Here’s what the data says:
- In a study of 1,245 HBsAg-positive patients, those on entecavir had only 3.2% reactivation. Those not on it? 48.7%.
- At UCSF, mandatory screening and prophylaxis dropped reactivation from 12.3% to 1.7% in just five years.
Timing matters. Start antivirals at least one week before immunosuppression. Don’t wait for symptoms. Don’t wait for a liver test to go up. Prophylaxis is preventive medicine - not reactive.
How long do you stay on it? For high-risk drugs like rituximab or stem cell transplants, stay on antivirals for at least 6-12 months after treatment ends. Some newer data suggests 6 months may be enough for most cases. But err on the side of caution - stopping too early is a common mistake.
What About People With Resolved HBV?
This is the gray zone. If you’re HBsAg-negative but anti-HBc-positive, you’re not “safe.” You’re at moderate risk - especially with high-dose chemo, anti-CD20 drugs, or stem cell transplants.
Guidelines now recommend monitoring HBV DNA every 1-3 months during and after treatment for this group. If the virus starts to rise - even slightly - start antivirals immediately. Don’t wait for liver enzymes to spike. Don’t wait for symptoms. A 2017 study showed 18% of these patients had reactivation after chemo. That’s not rare. That’s predictable.

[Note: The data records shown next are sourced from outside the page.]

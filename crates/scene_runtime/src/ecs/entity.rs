//! Entity implementation

use bitflags::bitflags;

/// Raw entity identifier
pub type EntityId = u32;

bitflags! {
    /// Capability hints carried by an entity.
    ///
    /// These answer "does this entity have X" without a store lookup; the stores stay
    /// the source of truth for the data itself.
    #[derive(Debug, Clone, Copy, PartialEq, Eq, Hash)]
    pub struct EntityFlags: u32 {
        /// Participates in per-frame evaluation
        const ENABLED = 1 << 0;
        /// Transform never changes after load
        const STATIC = 1 << 1;
        /// Transform is written by at least one driver
        const DRIVER_ANIMATED = 1 << 2;
        /// Has a Mesh component
        const HAS_MESH = 1 << 3;
        /// Has a Light component
        const HAS_LIGHT = 1 << 4;
        /// Has a Camera component
        const HAS_CAMERA = 1 << 5;
        /// Has an OrbitControl component
        const HAS_ORBIT_CONTROL = 1 << 6;
        /// Has an Environment component
        const HAS_ENVIRONMENT = 1 << 7;
    }
}

impl Default for EntityFlags {
    fn default() -> Self {
        Self::ENABLED | Self::STATIC
    }
}

/// Entity identifier plus its capability flags
#[derive(Debug, Clone, Copy, PartialEq, Eq, Hash)]
pub struct Entity {
    id: EntityId,
    flags: EntityFlags,
}

impl Entity {
    /// Create a new entity with the given ID
    pub(super) fn new(id: EntityId) -> Self {
        Self {
            id,
            flags: EntityFlags::default(),
        }
    }

    /// Get the entity ID
    pub const fn id(&self) -> EntityId {
        self.id
    }

    /// Current flags
    pub const fn flags(&self) -> EntityFlags {
        self.flags
    }

    /// Whether every flag in `flags` is set
    pub const fn has(&self, flags: EntityFlags) -> bool {
        self.flags.contains(flags)
    }

    /// Turn flags on or off
    pub fn set(&mut self, flags: EntityFlags, on: bool) {
        self.flags.set(flags, on);
    }

    /// Whether per-frame evaluation should touch this entity
    pub const fn is_enabled(&self) -> bool {
        self.has(EntityFlags::ENABLED)
    }

    /// Mark as animated by a driver; an animated entity is no longer static
    pub fn mark_driver_animated(&mut self) {
        self.flags.insert(EntityFlags::DRIVER_ANIMATED);
        self.flags.remove(EntityFlags::STATIC);
    }
}

#[cfg(test)]
mod tests {
    use super::*;

    #[test]
    fn test_new_entity_is_enabled_and_static() {
        let entity = Entity::new(3);
        assert_eq!(entity.id(), 3);
        assert!(entity.is_enabled());
        assert!(entity.has(EntityFlags::STATIC));
        assert!(!entity.has(EntityFlags::HAS_MESH));
    }

    #[test]
    fn test_driver_animated_clears_static() {
        let mut entity = Entity::new(0);
        entity.mark_driver_animated();
        assert!(entity.has(EntityFlags::DRIVER_ANIMATED));
        assert!(!entity.has(EntityFlags::STATIC));
    }

    #[test]
    fn test_set_flags() {
        let mut entity = Entity::new(0);
        entity.set(EntityFlags::HAS_CAMERA | EntityFlags::HAS_ORBIT_CONTROL, true);
        assert!(entity.has(EntityFlags::HAS_CAMERA));
        entity.set(EntityFlags::ENABLED, false);
        assert!(!entity.is_enabled());
    }
}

Some experts argue for universal prophylaxis in this group for high-risk therapies. Others say monitor and treat only if viral load rises. Either way, ignoring them is dangerous.
Why Isn’t Everyone Doing This?
It’s not because doctors don’t know. It’s because systems break down.
Primary care doctors refer patients to oncologists. Oncologists focus on the tumor. Rheumatologists focus on joint pain. No one thinks to check the liver. And even when they do, paperwork gets lost. Blood tests get ordered but not followed up. Patients don’t come back for results.
Some clinics still don’t have automated alerts in their electronic health records. Others don’t have hepatology support on-site. One community oncologist told me: “I’ve been doing this for 20 years. I never had a case until last year. I thought it was rare.”
It’s not rare. It’s underdiagnosed.
The Cost of Inaction
Screening costs about $50. Antivirals cost $10-$30 a month. Treating liver failure? $200,000. A liver transplant? Over $800,000. And that’s not counting lost wages, time off work, or the emotional toll.
According to the Hepatitis B Foundation, the number needed to treat (NNT) to prevent one reactivation is just 3. That means for every three high-risk patients you screen and treat, you prevent one life-threatening event. That’s one of the most cost-effective interventions in modern medicine.
And yet, in 2022, 41% of community oncology practices still had no standardized HBV screening protocol.
What You Need to Do - Right Now
If you’re about to start chemotherapy, a biologic, or any immunosuppressive therapy:
- Ask your doctor: “Have I been screened for hepatitis B?”
- If they say no, insist on HBsAg, anti-HBc, and anti-HBs tests.
- If you’re HBsAg-positive, ask for tenofovir or entecavir before your first dose.
- If you’re anti-HBc-positive, ask if you need monitoring or prophylaxis.
- Don’t stop antivirals without talking to your doctor - even if you feel fine.
If you’re a doctor or nurse:
- Make HBV screening part of your pre-treatment checklist.
- Use your EHR to set automated alerts.
- Train your team on the difference between HBV reactivation and drug-induced hepatitis.
- Partner with hepatology services. Don’t wait for someone to get sick.
The Bottom Line
HBV reactivation isn’t a rare complication. It’s a predictable, preventable disaster. It happens because we forget that viruses don’t disappear - they wait. And when we silence the immune system to fight cancer or arthritis, we give those viruses a chance to strike.
The tools to stop it are simple, cheap, and proven. Screening. Antivirals. Timing. Follow-up.
It’s not about new drugs or fancy tech. It’s about doing the basics - right, every time.